DACs and Section 24 Assessments

Posted September 1, 2002

There are several legislative and regulatory changes concerning DACs and Section 24 assessments which have been proposed by the Automotive Insurance Review Committee. The proposal which ignited most of the discussion in our breakout group concerned the recommendation that less serious injuries (presumably of the soft tissue variety), will be governed by guidelines issued by the Superintendent of Financial Services and developed by a committee assembled, as required. If the injuries fall within these proposed guidelines, the details of which have not been made known, no treatment plan, no independent medical examination and no DAC examination will be conducted.

The two issues most frequently raised in our discussions can be summarized as follows:

  1. what injuries will be determined to be “inside of the box” and therefore governed by the guidelines?
  2. who is to be included in the “committee as assembled”, to establish the guidelines?

It was the consensus of the break-out group that Health Care Professionals should be invited to assist in the development of clear criteria relating to the assessment and treatment required for those injuries that will fall within the guidelines.

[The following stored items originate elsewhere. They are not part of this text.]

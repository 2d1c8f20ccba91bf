use checkreturnvalue::analysis::{Analyzer, Finding, Severity};
use checkreturnvalue::config::{Config, ProjectProperties, RuleProfile, PROPERTY_FILE};
use checkreturnvalue::discovery::{FileFinder, FileStats};
use checkreturnvalue::index::{IndexBuilder, ParallelIndexBuilder};
use checkreturnvalue::report::{ReportFormat, Reporter};
use clap::Parser;
use colored::Colorize;
use miette::Result;
use std::path::{Path, PathBuf};
use tracing::{info, warn};

/// checkreturnvalue - Find ignored return values of annotated methods (Kotlin/Java)
#[derive(Parser, Debug)]
#[command(name = "checkreturnvalue")]
#[command(author, version, about, long_about = None)]
struct Cli {
    /// Path to the project directory (or a single source file) to analyze
    #[arg(default_value = ".")]
    path: PathBuf,

    /// Path to configuration file
    #[arg(short, long)]
    config: Option<PathBuf>,

    /// Path to the properties file holding custom/excluded annotations
    /// (default: <PATH>/gradle.properties)
    #[arg(long, value_name = "FILE")]
    properties: Option<PathBuf>,

    /// Target directories to analyze (can be specified multiple times)
    #[arg(short, long)]
    target: Vec<PathBuf>,

    /// Patterns to exclude (can be specified multiple times)
    #[arg(short, long)]
    exclude: Vec<String>,

    /// Output format (default: from config, else terminal)
    #[arg(short, long, value_enum)]
    format: Option<ReportFormat>,

    /// Output file (for json/sarif formats)
    #[arg(short, long)]
    output: Option<PathBuf>,

    /// Preset marker list
    #[arg(long, value_enum)]
    profile: Option<RuleProfile>,

    /// Additional marker annotation (can be specified multiple times)
    #[arg(long, value_name = "NAME")]
    custom_annotation: Vec<String>,

    /// Marker annotation to ignore (can be specified multiple times)
    #[arg(long, value_name = "NAME")]
    exclude_annotation: Vec<String>,

    /// Annotation that cancels markers in its scope
    #[arg(long, value_name = "NAME")]
    exemption: Option<String>,

    /// Skip validation of marker placement
    #[arg(long)]
    no_misuse_check: bool,

    /// Enable parallel parsing for faster analysis
    #[arg(long)]
    parallel: bool,

    /// Verbose output
    #[arg(short, long)]
    verbose: bool,

    /// Quiet mode - only output results
    #[arg(short, long)]
    quiet: bool,
}

fn main() -> Result<()> {
    let cli = Cli::parse();

    init_logging(cli.verbose, cli.quiet);

    info!("checkreturnvalue v{}", env!("CARGO_PKG_VERSION"));

    let config = load_config(&cli)?;
    let properties = ProjectProperties::load_or_default(&properties_path(&cli));

    let findings = run_analysis(&config, &properties, &cli)?;

    let format = match cli.format {
        Some(format) => format,
        None => ReportFormat::from_name(&config.report.format).unwrap_or_else(|| {
            warn!("Unknown report format '{}', using terminal", config.report.format);
            ReportFormat::Terminal
        }),
    };
    let reporter = Reporter::new(format, cli.output.clone(), config.profile);
    reporter.report(&findings)?;

    if findings.iter().any(|f| f.severity == Severity::Error) {
        std::process::exit(1);
    }

    Ok(())
}

fn init_logging(verbose: bool, quiet: bool) {
    use tracing_subscriber::{fmt, EnvFilter};

    let filter = if quiet {
        EnvFilter::new("error")
    } else if verbose {
        EnvFilter::new("debug")
    } else {
        EnvFilter::new("info")
    };

    fmt()
        .with_env_filter(filter)
        .with_target(false)
        .with_writer(std::io::stderr)
        .init();
}

fn load_config(cli: &Cli) -> Result<Config> {
    let mut config = if let Some(config_path) = &cli.config {
        Config::from_file(config_path)?
    } else {
        Config::from_default_locations(project_root(&cli.path))?
    };

    // Override with CLI arguments
    if !cli.target.is_empty() {
        config.targets = cli.target.clone();
    }
    if !cli.exclude.is_empty() {
        config.exclude.extend(cli.exclude.clone());
    }
    if let Some(profile) = cli.profile {
        config.profile = profile;
    }
    config
        .annotations
        .custom
        .extend(cli.custom_annotation.iter().cloned());
    config
        .annotations
        .exclude
        .extend(cli.exclude_annotation.iter().cloned());
    if let Some(exemption) = &cli.exemption {
        config.annotations.exemption = exemption.clone();
    }
    if cli.no_misuse_check {
        config.checks.misuse = false;
    }

    Ok(config)
}

/// Directory holding the project files, also when a single file is analyzed
fn project_root(path: &Path) -> &Path {
    if path.is_file() {
        path.parent().unwrap_or(path)
    } else {
        path
    }
}

fn properties_path(cli: &Cli) -> PathBuf {
    cli.properties
        .clone()
        .unwrap_or_else(|| project_root(&cli.path).join(PROPERTY_FILE))
}

fn run_analysis(config: &Config, properties: &ProjectProperties, cli: &Cli) -> Result<Vec<Finding>> {
    use indicatif::{ProgressBar, ProgressStyle};
    use std::time::Instant;

    let start_time = Instant::now();

    // Step 1: Discover files
    info!("Discovering files...");
    let finder = FileFinder::new(config);
    let files = finder.find_files(&cli.path)?;

    let stats = FileStats::from_files(&files);
    info!(
        "Found {} files to analyze ({} Kotlin, {} Java)",
        stats.total(),
        stats.kotlin_files,
        stats.java_files
    );

    if files.is_empty() {
        if !cli.quiet {
            eprintln!("{}", "No Kotlin or Java files found.".yellow());
        }
        return Ok(Vec::new());
    }

    // Step 2: Parse and index
    let index = if cli.parallel {
        ParallelIndexBuilder::new().build_from_files(&files)
    } else {
        let pb = if cli.quiet {
            ProgressBar::hidden()
        } else {
            ProgressBar::new(files.len() as u64)
        };
        if let Ok(style) = ProgressStyle::default_bar()
            .template("{spinner:.green} [{elapsed_precise}] [{bar:40.cyan/blue}] {pos}/{len} ({eta})")
        {
            pb.set_style(style.progress_chars("#>-"));
        }

        info!("Parsing files...");
        let mut index_builder = IndexBuilder::new();
        for file in &files {
            index_builder.process_file(file)?;
            pb.inc(1);
        }
        pb.finish_and_clear();
        index_builder.build()
    };

    // Step 3: Detect
    let analyzer = Analyzer::from_config(config, properties);
    let findings = analyzer.analyze(&index);

    info!(
        "Analysis complete in {:.2}s: {} findings",
        start_time.elapsed().as_secs_f64(),
        findings.len()
    );

    Ok(findings)
}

It was generally agreed that in some cases the elimination of Section 24 assessments for injuries falling within the treatment guidelines, will not lead to the most responsible assessment, thereby rendering the proposed treatment ineffective.

In more serious cases, i.e. those accident victims who have suffered injuries falling “outside of the box”, it is proposed that disputes involving treatment and assessments under $1,500.00, and not governed by the guidelines, go directly to mediation. It was the concern of the break-out group that mediation may not be the most effective dispute resolution mechanism to resolve disputes of this sort. It was suggested that in such a situation the innocent accident victim deserves an impartial and timely decision rather than the uncertainty of mediation. This proposed change to refer to mediation disputes over treatment and assessments of injuries falling outside of the guidelines was thought to be unworkable and that a mechanism more responsive to the immediate needs of the insured was required.

It would appear that the proposed changes add yet another category of injury, the assessment and treatment of which will be governed by guidelines yet to be developed. Appropriate assessment guidelines and treatment protocols will likely result in cost saving to the insurer which can be passed along to the general public by way of lower auto insurance premiums. It is, therefore, imperative that health care professionals from all of the regulated health professions are consulted before the guidelines are implemented.

Other proposed amendments include:

  1. The establishment of maximum DAC fees, after consultation with the insurance industry and DAC operators.
  2. DACs would be prohibited from using assessors who conduct other medical/legal exams on auto accident victims. An exception may apply if there is a shortage of qualified assessors. Short of the exception, this proposal begs the question of who will conduct these examinations?
  3. DAC assessments are to be received by the court and arbitrators as prima facie evidence. Therefore, unless the evidence which is used to support the DAC opinion is disproved or rebutted, the DAC opinion will be accepted. Should the DAC opinion be given more weight than opinions from treating physicians?
  4. Membership on the Minister’s DAC Committee to be restricted to individuals who do not work or own a DAC, except a representative from the Association of Designated Assessment Centres will serve on the Committee.